Hey, I love a good Mac just as much as the next person. Unlike some Linux users out there, I actually appreciate and love the look of Aqua (hell, even Brushed Metal). The animation in OS X is slick. Dashboard is cooler than Superkaramba or gDesklets. And there’s even a *nix-like terminal available and something like apt-get. Even though my wife’s Powerbook experience has been relatively painless (with a few bumps here and there—like “dist-upgrading” to Tiger screwing up permissions so she couldn’t print), we recently migrated my parents-in-law from Windows to Mac, and the migration has been painful and feels like those “I just switched to Ubuntu / Linux is free if time has no value” experiences… except that Mac isn’t free at all.

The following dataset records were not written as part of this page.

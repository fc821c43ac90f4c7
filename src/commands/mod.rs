//! CLI subcommand handlers.
//!
//! Each tool lives in its own module: a clap `Args` struct, a `handle_*`
//! entry point that prints and exits, and the underlying logic as plain
//! functions over [`LaunchpadApi`] so it can run against a fake in tests.

pub mod architecture_mismatches;
pub mod auth;
pub mod change_override;
pub mod chart;
pub mod completions;
pub mod component_mismatches;
pub mod copy_package;
pub mod copy_proposed_kernel;
pub mod iso_tracker;
pub mod kernel_routing;
pub mod manage_builders;
pub mod manage_chroot;
pub mod nbs_report;
pub mod remove_package;
pub mod sru_accept;
pub mod sru_report;
pub mod version;

use std::fmt::Display;
use std::io::{self, BufRead, Write};
use std::process;

use anyhow::{Context, Result};
use tracing::info;
use unicode_width::UnicodeWidthStr;

use crate::cli::Cli;
use crate::color::ColorScheme;
use crate::credentials::{
  CredentialError, CredentialsFileProvider, OAuthToken, StaticTokenProvider, TokenSource, default_credentials_path,
  resolve_token,
};
use crate::launchpad::{Archive, ArchiveReference, DistroSeries, LaunchpadApi, LaunchpadClient, Pocket, SourceQuery};
use crate::launchpad::{SourcePublication, Suite};

/// Print an error with its cause chain and exit.
pub(crate) fn fail(colors: &ColorScheme, message: &str, err: impl Display, code: i32) -> ! {
  eprintln!("{} {}", colors.error("✗"), colors.error(message));
  eprintln!("  {err:#}");
  process::exit(code);
}

/// Look up the OAuth token from flags/environment, then the credentials file.
pub(crate) fn load_token(cli: &Cli) -> Result<Option<(OAuthToken, TokenSource)>, CredentialError> {
  let flags = StaticTokenProvider {
    consumer_key: cli.launchpad.consumer_key.clone(),
    access_token: cli.launchpad.access_token.clone(),
    access_secret: cli.launchpad.access_secret.clone(),
  };
  let file = CredentialsFileProvider::new(match &cli.launchpad.credentials_file {
    Some(path) => path.clone(),
    None => default_credentials_path()?,
  });
  resolve_token(&[&flags, &file])
}

/// Build a Launchpad client from the CLI settings, exiting with code 2 on
/// credential problems.
pub(crate) fn connect(cli: &Cli, colors: &ColorScheme) -> LaunchpadClient {
  let token = if cli.launchpad.anonymous {
    None
  } else {
    match load_token(cli) {
      Ok(Some((token, source))) => {
        info!("Using Launchpad credentials from {source}");
        Some(token)
      }
      Ok(None) => {
        info!("No Launchpad credentials found, continuing anonymously");
        None
      }
      Err(e) => fail(colors, "Failed to load Launchpad credentials", e, 2),
    }
  };

  match LaunchpadClient::new(
    cli.launchpad.api_root(),
    token,
    cli.performance.timeout,
    cli.performance.rate_limit,
  ) {
    Ok(client) => client,
    Err(e) => fail(colors, "Failed to create API client", e, 1),
  }
}

/// Ask a yes/no question on stdin; anything but `y...` is no.
pub(crate) fn confirm(prompt: &str) -> bool {
  print!("{prompt} [yN] ");
  let _ = io::stdout().flush();
  let mut response = String::new();
  if io::stdin().lock().read_line(&mut response).is_err() {
    return false;
  }
  response.trim().to_lowercase().starts_with('y')
}

/// Resolve an archive reference and the series of a suite in its
/// distribution.
pub async fn open_suite(api: &dyn LaunchpadApi, archive: &str, suite: &Suite) -> Result<(Archive, DistroSeries)> {
  let reference = ArchiveReference::parse(archive)?;
  let archive = api
    .get_archive(&reference)
    .await
    .with_context(|| format!("Failed to find archive {reference}"))?;
  let series = api
    .get_series(reference.distribution(), &suite.series)
    .await
    .with_context(|| format!("Failed to find series {}", suite.series))?;
  Ok((archive, series))
}

/// The newest published source `name` in a suite, optionally at `version`.
pub async fn find_source(
  api: &dyn LaunchpadApi,
  archive: &Archive,
  series: &DistroSeries,
  pocket: Pocket,
  name: &str,
  version: Option<&str>,
) -> Result<Option<SourcePublication>> {
  let query = SourceQuery {
    source_name: Some(name.to_string()),
    version: version.map(str::to_string),
    exact_match: true,
    distro_series_link: Some(series.self_link.clone()),
    pocket: Some(pocket),
    status: Some("Published".to_string()),
  };
  let publications = api.get_published_sources(archive, &query).await?;
  Ok(publications.into_iter().next())
}

/// Render rows as left-aligned columns separated by two spaces, measuring
/// display width rather than bytes.
pub fn render_table(rows: &[Vec<String>]) -> String {
  let columns = rows.iter().map(Vec::len).max().unwrap_or_default();
  let widths: Vec<usize> = (0..columns)
    .map(|c| {
      rows
        .iter()
        .filter_map(|row| row.get(c))
        .map(|cell| cell.width())
        .max()
        .unwrap_or_default()
    })
    .collect();

  let mut out = String::new();
  for row in rows {
    let mut line = String::new();
    for (c, cell) in row.iter().enumerate() {
      if c + 1 == row.len() {
        line.push_str(cell);
      } else {
        line.push_str(cell);
        line.push_str(&" ".repeat(widths[c] - cell.width() + 2));
      }
    }
    out.push_str(line.trim_end());
    out.push('\n');
  }
  out
}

The problem is that every time my wife and I visit our parents, their computer is bogged down with spyware and viruses. We tell them not to use Internet Explorer. We tell them not to run as administrator. It’s no use. They do it anyway. I’d suggest Ubuntu, of course, except that they actually make a lot of use of the iTunes Music Store and the auto-fill iPod Shuffle feature—neither of which is supported in Ubuntu, and my folks-in-law aren’t exactly eMusic/Jamendo/Magnatune lovers.
So my wife and I, as a gift to ourselves and to them, decided to get them a Mac Mini. But a lot of the migration woes have been the same as what a lot of new Ubuntu migrants encounter:
- Canon printer: no go. No Mac driver. We had to dig up an old HP printer that wasn’t being used. The parents-in-law weren’t happy about that, but we told them the Canon “just wasn’t compatible with Mac.”
- Mac Mini takes USB keyboards and mice but not PS/2. So we had to get a converter.
- What should we do with MS Office, since we don’t want to purchase a copy of MS Office for Mac? Well, use NeoOffice (the Mac equivalent of OpenOffice). Well, they don’t exactly use Macros in Word or complicated formatting, right?
- Uh-oh. We boot up the Mac and the monitor is out of range. Well, how do we fix that? We didn’t know. We kept booting and booting, and we didn’t know how to change the Mac Mini’s initial resolution. Luckily, I had another computer (my trusty Dell Inspiron 500m… with Ubuntu on it) on hand to research. Apparently, you have to boot into “Safe Mode” by holding down the Shift key immediately after you hear the bootup noise. It took my wife several attempts to get this “Safe Mode” working.
- Then we experienced some random hangs with the rainbow circle of death and Cmd-Option-Esc couldn’t get us out of them, so we had to force a shut down a few times.
- Airport Extreme wasn’t recognized as even existing. I double-checked on the box—it’s supposed to be included. After a few reboots, it was finally recognized.
- We had to copy over all the pertinent files and settings from Windows.
- We had to constantly assure my parents-in-law this is for the best.
Now that it’s all set up, though, I think they should be okay. Even as administrator, my mother-in-law will still have to sudo to make system-wide changes. But, in addition to the few troubles my wife has had with her powerbook over the past few years, this just reinforces my belief that computers are computers. Sometimes Mac zealots try to make it sound as if Macs are magic. They will solve all your problems. They require no work. It’s not true. Macs are computers. Macs have problems. Windows PCs have problems. Ubuntu PCs have problems. Computers are man- and woman-made constructions that are extremely sophisticated, work most of the time, and sometimes have flaws. While I think there shouldn’t be any major problems from here on in, there’s no way in hell we could have just handed the Mac Mini box to my parents-in-law and said, “Here. Plug this in. Everything will ‘just work.'” Nothing “just works.” “Just works” is a clever advertising slogan that both Ubuntu and Apple have made good use of, but there will always be glitches.
Nice article! I especially like how you sum it all up:
Couldn’t have said it better my self. Everyone who have problem switching from Windows to, well, anything else, should read this.
Gotta say that my experiences with Mac haven’t been exactly rosy either. But my experiences are slightly more cynical than yours. There’s an article on my website which used the cliched “Ten Things I Hate” format. Knock yourself out : http://scaine.net/home/node/32.
Like you say – nothing just works, but what annoys me about the Mac interface is that it will /never/ work for me – because unlike Ubuntu (or most Linux distos for that matter), I can’t change what I don’t like. At least, not without paying a lot of money and going through a lot of hassle (quick example – change Front Row to Itheater… a great idea, but Itheater crashes, uses a different file structure, uses RealVideo instead of Quicktime, etc, etc).
I know those “10 things I hate” articles are old hat, but I had to write it. It was driving me nuts the way Mac zealots look down that narrow little tunnel of theirs to see the computing world at large.